The pollutants may have changed – then it was smoke and sulphur dioxide from coal fires, now it’s principally ozone, nitrogen dioxide and fine particulate matter, mostly from vehicular emissions – but, according to a report by the House of Commons Environmental Audit Committee, 30,000 deaths in the UK were linked to air pollution in 2008, and life expectancy could be reduced by as much as nine years in the worst-affected areas.

With calls for the government to meet European Union standards on air pollution, the provision of accurate, real-time monitoring of air quality is crucial to understanding the factors that influence pollutant concentrations. A new study led by the University of Cambridge has begun testing instruments that could revolutionise not just pollution sensing but also relating actual exposure to medical impacts.

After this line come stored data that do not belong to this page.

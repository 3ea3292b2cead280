use crate::config::AnalyzerConfig;
use crate::diff;
use crate::error::{Result, TradeAnalyzerError};
use crate::roster::RosterEvaluator;
use crate::types::{RosterEvaluation, TeamTradeView, TradeProposal, TradeResult, Verdict};
use chrono::Utc;
use league_registry::{League, Player};
use tracing::{debug, info};
use valuation_engine::{ValueSource, ValuedPlayer};

/// Analyzes proposed trades between two teams in a league.
///
/// The league is read-only input; analysis derives fresh roster snapshots
/// for the after state and never mutates team data.
pub struct TradeAnalyzer {
    config: AnalyzerConfig,
    evaluator: RosterEvaluator,
    source: ValueSource,
}

impl TradeAnalyzer {
    /// Create a new trade analyzer
    pub fn new(config: AnalyzerConfig, source: ValueSource) -> Self {
        let evaluator = RosterEvaluator::new(config.clone(), source.clone());
        Self { config, evaluator, source }
    }

    /// Analyze a proposed trade from the proposing team's perspective.
    ///
    /// Fails only when a referenced team is missing or both sides name the
    /// same team. Offered player IDs that match nothing in the league are
    /// dropped from the traded set.
    pub async fn analyze(&self, league: &League, proposal: &TradeProposal) -> Result<TradeResult> {
        let from_team = league
            .team(&proposal.from_team_id)
            .map_err(|_| TradeAnalyzerError::TeamNotFound(proposal.from_team_id.clone()))?;
        let to_team = league
            .team(&proposal.to_team_id)
            .map_err(|_| TradeAnalyzerError::TeamNotFound(proposal.to_team_id.clone()))?;

        if from_team.team_id == to_team.team_id {
            return Err(TradeAnalyzerError::SameTeam(from_team.team_id.clone()));
        }

        info!(
            "Analyzing trade: {} sends {} player(s), {} sends {} player(s)",
            from_team.name,
            proposal.offer_from_ids.len(),
            to_team.name,
            proposal.offer_to_ids.len()
        );

        let outgoing = resolve_offer(league, &proposal.offer_from_ids);
        let incoming = resolve_offer(league, &proposal.offer_to_ids);

        let from_before = self.evaluator.evaluate(&from_team.roster).await;
        let to_before = self.evaluator.evaluate(&to_team.roster).await;

        let from_after_roster = apply_swap(&from_team.roster, &outgoing, &incoming);
        let to_after_roster = apply_swap(&to_team.roster, &incoming, &outgoing);

        let from_after = self.evaluator.evaluate(&from_after_roster).await;
        let to_after = self.evaluator.evaluate(&to_after_roster).await;

        // Offered players are revalued independently rather than read back
        // from the roster evaluations.
        let sent = self.resolve_all(&outgoing).await;
        let received = self.resolve_all(&incoming).await;

        let offer_from_value: i64 = sent.iter().map(|p| p.value).sum();
        let offer_to_value: i64 = received.iter().map(|p| p.value).sum();
        let value_delta = offer_to_value - offer_from_value;
        let scale = self.fairness_scale(offer_from_value, offer_to_value);

        let verdict = if value_delta >= scale {
            Verdict::UserGainsValue
        } else if value_delta <= -scale {
            Verdict::UserLosesValue
        } else {
            Verdict::Fair
        };

        let rationale = self.build_rationale(value_delta, scale, &from_before, &from_after);

        info!(
            "Trade verdict for {}: {:?} (delta {}, scale {})",
            from_team.name, verdict, value_delta, scale
        );

        Ok(TradeResult {
            offer_from_value,
            offer_to_value,
            value_delta,
            verdict,
            rationale,
            from_team: TeamTradeView {
                team_id: from_team.team_id.clone(),
                team_name: from_team.name.clone(),
                before: from_before,
                after: from_after,
            },
            to_team: TeamTradeView {
                team_id: to_team.team_id.clone(),
                team_name: to_team.name.clone(),
                before: to_before,
                after: to_after,
            },
            sent,
            received,
            generated_at: Utc::now(),
        })
    }

    /// Evaluate a single team's roster
    pub async fn roster_insight(&self, league: &League, team_id: &str) -> Result<RosterEvaluation> {
        let team = league
            .team(team_id)
            .map_err(|_| TradeAnalyzerError::TeamNotFound(team_id.to_string()))?;

        Ok(self.evaluator.evaluate(&team.roster).await)
    }

    async fn resolve_all(&self, players: &[Player]) -> Vec<ValuedPlayer> {
        let mut valued = Vec::with_capacity(players.len());
        for player in players {
            valued.push(self.source.resolve(player).await);
        }
        valued
    }

    /// Adaptive fairness threshold: a fraction of the bigger side of the
    /// deal, floored for small trades
    fn fairness_scale(&self, offer_from_value: i64, offer_to_value: i64) -> i64 {
        let largest = offer_from_value.max(offer_to_value).max(1);
        let scaled = (self.config.fairness_ratio * largest as f64).round() as i64;
        scaled.max(self.config.fairness_floor)
    }

    /// Ordered rationale: the value-delta sentence first, then positional
    /// shifts on the proposing team's side.
    ///
    /// The delta sentence branches on the same inclusive comparisons as the
    /// verdict, so wording and verdict always agree at the boundary.
    fn build_rationale(
        &self,
        value_delta: i64,
        scale: i64,
        from_before: &RosterEvaluation,
        from_after: &RosterEvaluation,
    ) -> Vec<String> {
        let mut rationale = Vec::new();

        if value_delta >= scale {
            rationale.push(format!("You gain about {value_delta} points of value in this deal."));
        } else if value_delta <= -scale {
            rationale
                .push(format!("You give up about {} points of value in this deal.", -value_delta));
        } else {
            rationale.push("The deal is close to even in raw value.".to_string());
        }

        let shifts = diff::shift_notes(&self.config, from_before, from_after);
        if shifts.is_empty() {
            rationale.push("No major positional shifts on your side.".to_string());
        } else {
            rationale.extend(shifts);
        }

        rationale
    }
}

/// Resolve offered player IDs against the whole league pool; unknown IDs
/// are dropped, not errors
fn resolve_offer(league: &League, player_ids: &[String]) -> Vec<Player> {
    let mut players = Vec::with_capacity(player_ids.len());
    for player_id in player_ids {
        match league.find_player(player_id) {
            Ok(player) => players.push(player.clone()),
            Err(_) => debug!("Dropping unknown offered player ID: {}", player_id),
        }
    }
    players
}

/// New roster snapshot: outgoing players removed, incoming appended
fn apply_swap(roster: &[Player], outgoing: &[Player], incoming: &[Player]) -> Vec<Player> {
    roster
        .iter()
        .filter(|p| !outgoing.iter().any(|out| out.player_id == p.player_id))
        .chain(incoming.iter())
        .cloned()
        .collect()
}

#[cfg(test)]
mod tests {
    use super::*;
    use league_registry::{Position, Team};
    use valuation_engine::ValuationConfig;

    /// Two one-player teams with controlled base values: the proposer sends
    /// an RB, the other side sends a WR.
    fn league_and_analyzer(rb_base: i64, wr_base: i64) -> (League, TradeAnalyzer) {
        let mut valuation = ValuationConfig::default();
        valuation.base_values.insert(Position::RB, rb_base);
        valuation.base_values.insert(Position::WR, wr_base);

        let league = League::new(vec![
            Team::new("team-a", "Alpha", vec![Player::new("a1", "Runner A", Position::RB)]),
            Team::new("team-b", "Bravo", vec![Player::new("b1", "Catcher B", Position::WR)]),
        ]);
        let analyzer = TradeAnalyzer::new(AnalyzerConfig::default(), ValueSource::new(valuation));

        (league, analyzer)
    }

    fn one_for_one() -> TradeProposal {
        TradeProposal {
            from_team_id: "team-a".to_string(),
            to_team_id: "team-b".to_string(),
            offer_from_ids: vec!["a1".to_string()],
            offer_to_ids: vec!["b1".to_string()],
        }
    }

    #[tokio::test]
    async fn test_near_even_swap_is_fair() {
        let (league, analyzer) = league_and_analyzer(80, 82);

        let result = analyzer.analyze(&league, &one_for_one()).await.unwrap();

        assert_eq!(result.offer_from_value, 80);
        assert_eq!(result.offer_to_value, 82);
        assert_eq!(result.value_delta, 2);
        assert_eq!(result.verdict, Verdict::Fair);
        assert_eq!(result.rationale[0], "The deal is close to even in raw value.");
    }

    #[tokio::test]
    async fn test_lopsided_trade_loses_value() {
        let (league, analyzer) = league_and_analyzer(90, 40);

        let result = analyzer.analyze(&league, &one_for_one()).await.unwrap();

        // scale = max(20, round(0.12 * 90)) = 20; -50 <= -20
        assert_eq!(result.value_delta, -50);
        assert_eq!(result.verdict, Verdict::UserLosesValue);
        assert_eq!(result.rationale[0], "You give up about 50 points of value in this deal.");
    }

    #[tokio::test]
    async fn test_delta_exactly_at_scale_is_a_gain() {
        // delta = 20, scale = max(20, round(0.12 * 120) = 14) = 20
        let (league, analyzer) = league_and_analyzer(100, 120);

        let result = analyzer.analyze(&league, &one_for_one()).await.unwrap();

        assert_eq!(result.value_delta, 20);
        assert_eq!(result.verdict, Verdict::UserGainsValue);
        assert_eq!(result.rationale[0], "You gain about 20 points of value in this deal.");
    }

    #[tokio::test]
    async fn test_missing_team_aborts_with_no_result() {
        let (league, analyzer) = league_and_analyzer(80, 82);
        let mut proposal = one_for_one();
        proposal.to_team_id = "team-z".to_string();

        let err = analyzer.analyze(&league, &proposal).await.unwrap_err();
        assert!(matches!(err, TradeAnalyzerError::TeamNotFound(id) if id == "team-z"));
    }

    #[tokio::test]
    async fn test_same_team_on_both_sides_rejected() {
        let (league, analyzer) = league_and_analyzer(80, 82);
        let mut proposal = one_for_one();
        proposal.to_team_id = "team-a".to_string();

        let err = analyzer.analyze(&league, &proposal).await.unwrap_err();
        assert!(matches!(err, TradeAnalyzerError::SameTeam(id) if id == "team-a"));
    }

    #[tokio::test]
    async fn test_unknown_offered_ids_are_dropped() {
        let (league, analyzer) = league_and_analyzer(80, 82);
        let mut proposal = one_for_one();
        proposal.offer_from_ids.push("ghost".to_string());

        let result = analyzer.analyze(&league, &proposal).await.unwrap();

        assert_eq!(result.sent.len(), 1);
        assert_eq!(result.offer_from_value, 80);
    }

    #[tokio::test]
    async fn test_swapping_perspective_negates_delta() {
        let (league, analyzer) = league_and_analyzer(90, 40);

        let forward = analyzer.analyze(&league, &one_for_one()).await.unwrap();
        let reversed = TradeProposal {
            from_team_id: "team-b".to_string(),
            to_team_id: "team-a".to_string(),
            offer_from_ids: vec!["b1".to_string()],
            offer_to_ids: vec!["a1".to_string()],
        };
        let backward = analyzer.analyze(&league, &reversed).await.unwrap();

        assert_eq!(forward.value_delta, -backward.value_delta);
        assert_eq!(forward.from_team.team_id, backward.to_team.team_id);
        assert_eq!(forward.verdict, Verdict::UserLosesValue);
        assert_eq!(backward.verdict, Verdict::UserGainsValue);
    }

    #[tokio::test]
    async fn test_after_rosters_swap_players_without_mutating_league() {
        let (league, analyzer) = league_and_analyzer(80, 82);

        let result = analyzer.analyze(&league, &one_for_one()).await.unwrap();

        let from_after_ids: Vec<&str> =
            result.from_team.after.players.iter().map(|p| p.player_id.as_str()).collect();
        assert_eq!(from_after_ids, vec!["b1"]);

        let to_after_ids: Vec<&str> =
            result.to_team.after.players.iter().map(|p| p.player_id.as_str()).collect();
        assert_eq!(to_after_ids, vec!["a1"]);

        // Original league untouched
        assert_eq!(league.team("team-a").unwrap().roster[0].player_id, "a1");
        assert_eq!(league.team("team-b").unwrap().roster[0].player_id, "b1");
    }

    #[tokio::test]
    async fn test_rationale_reports_positional_shifts() {
        // Sending the only RB (90) for a WR empties the RB column.
        let (league, analyzer) = league_and_analyzer(90, 85);

        let result = analyzer.analyze(&league, &one_for_one()).await.unwrap();

        assert!(result
            .rationale
            .iter()
            .any(|line| line == "RB starter strength drops by 90."));
        assert!(!result.rationale.iter().any(|line| line.contains("No major positional shifts")));
    }

    #[tokio::test]
    async fn test_rationale_defaults_when_nothing_shifts() {
        // Equal-value same-position swap: scores do not move.
        let league = League::new(vec![
            Team::new("team-a", "Alpha", vec![Player::new("a1", "Runner A", Position::RB)]),
            Team::new("team-b", "Bravo", vec![Player::new("b1", "Runner B", Position::RB)]),
        ]);
        let analyzer = TradeAnalyzer::new(
            AnalyzerConfig::default(),
            ValueSource::new(ValuationConfig::default()),
        );
        let result = analyzer.analyze(&league, &one_for_one()).await.unwrap();

        assert_eq!(result.value_delta, 0);
        assert_eq!(
            result.rationale,
            vec![
                "The deal is close to even in raw value.".to_string(),
                "No major positional shifts on your side.".to_string(),
            ]
        );
    }

    #[tokio::test]
    async fn test_roster_insight() {
        let (league, analyzer) = league_and_analyzer(80, 82);

        let insight = analyzer.roster_insight(&league, "team-a").await.unwrap();
        assert_eq!(insight.total_value, 80);
        assert!(insight.scores.contains_key(&Position::RB));

        let err = analyzer.roster_insight(&league, "team-z").await.unwrap_err();
        assert!(matches!(err, TradeAnalyzerError::TeamNotFound(_)));
    }

    #[tokio::test]
    async fn test_trade_result_round_trips_through_json() {
        let (league, analyzer) = league_and_analyzer(90, 40);

        let result = analyzer.analyze(&league, &one_for_one()).await.unwrap();
        let json = serde_json::to_string(&result).unwrap();
        let back: TradeResult = serde_json::from_str(&json).unwrap();

        assert_eq!(back.value_delta, result.value_delta);
        assert_eq!(back.verdict, result.verdict);
        assert_eq!(back.rationale, result.rationale);
        assert_eq!(back.from_team.before.total_value, result.from_team.before.total_value);
        assert_eq!(back.sent.len(), 1);
    }
}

The small, portable, low-cost instruments contain a series of sensors that measure six gases, volatile organic compounds and airborne particulates. “Some of the sensors were developed for use indoors as gas alarms but working with project partner Alphasense we’ve been able to push the sensitivity a thousand-fold for use in an urban environment,” explained the project leader, Professor Rod Jones, from the Department of Chemistry. “Our portable instruments, capable of taking measurements in a wide range of environments, will complement the UK’s network of pollution monitors which operate at fixed sites across the country.”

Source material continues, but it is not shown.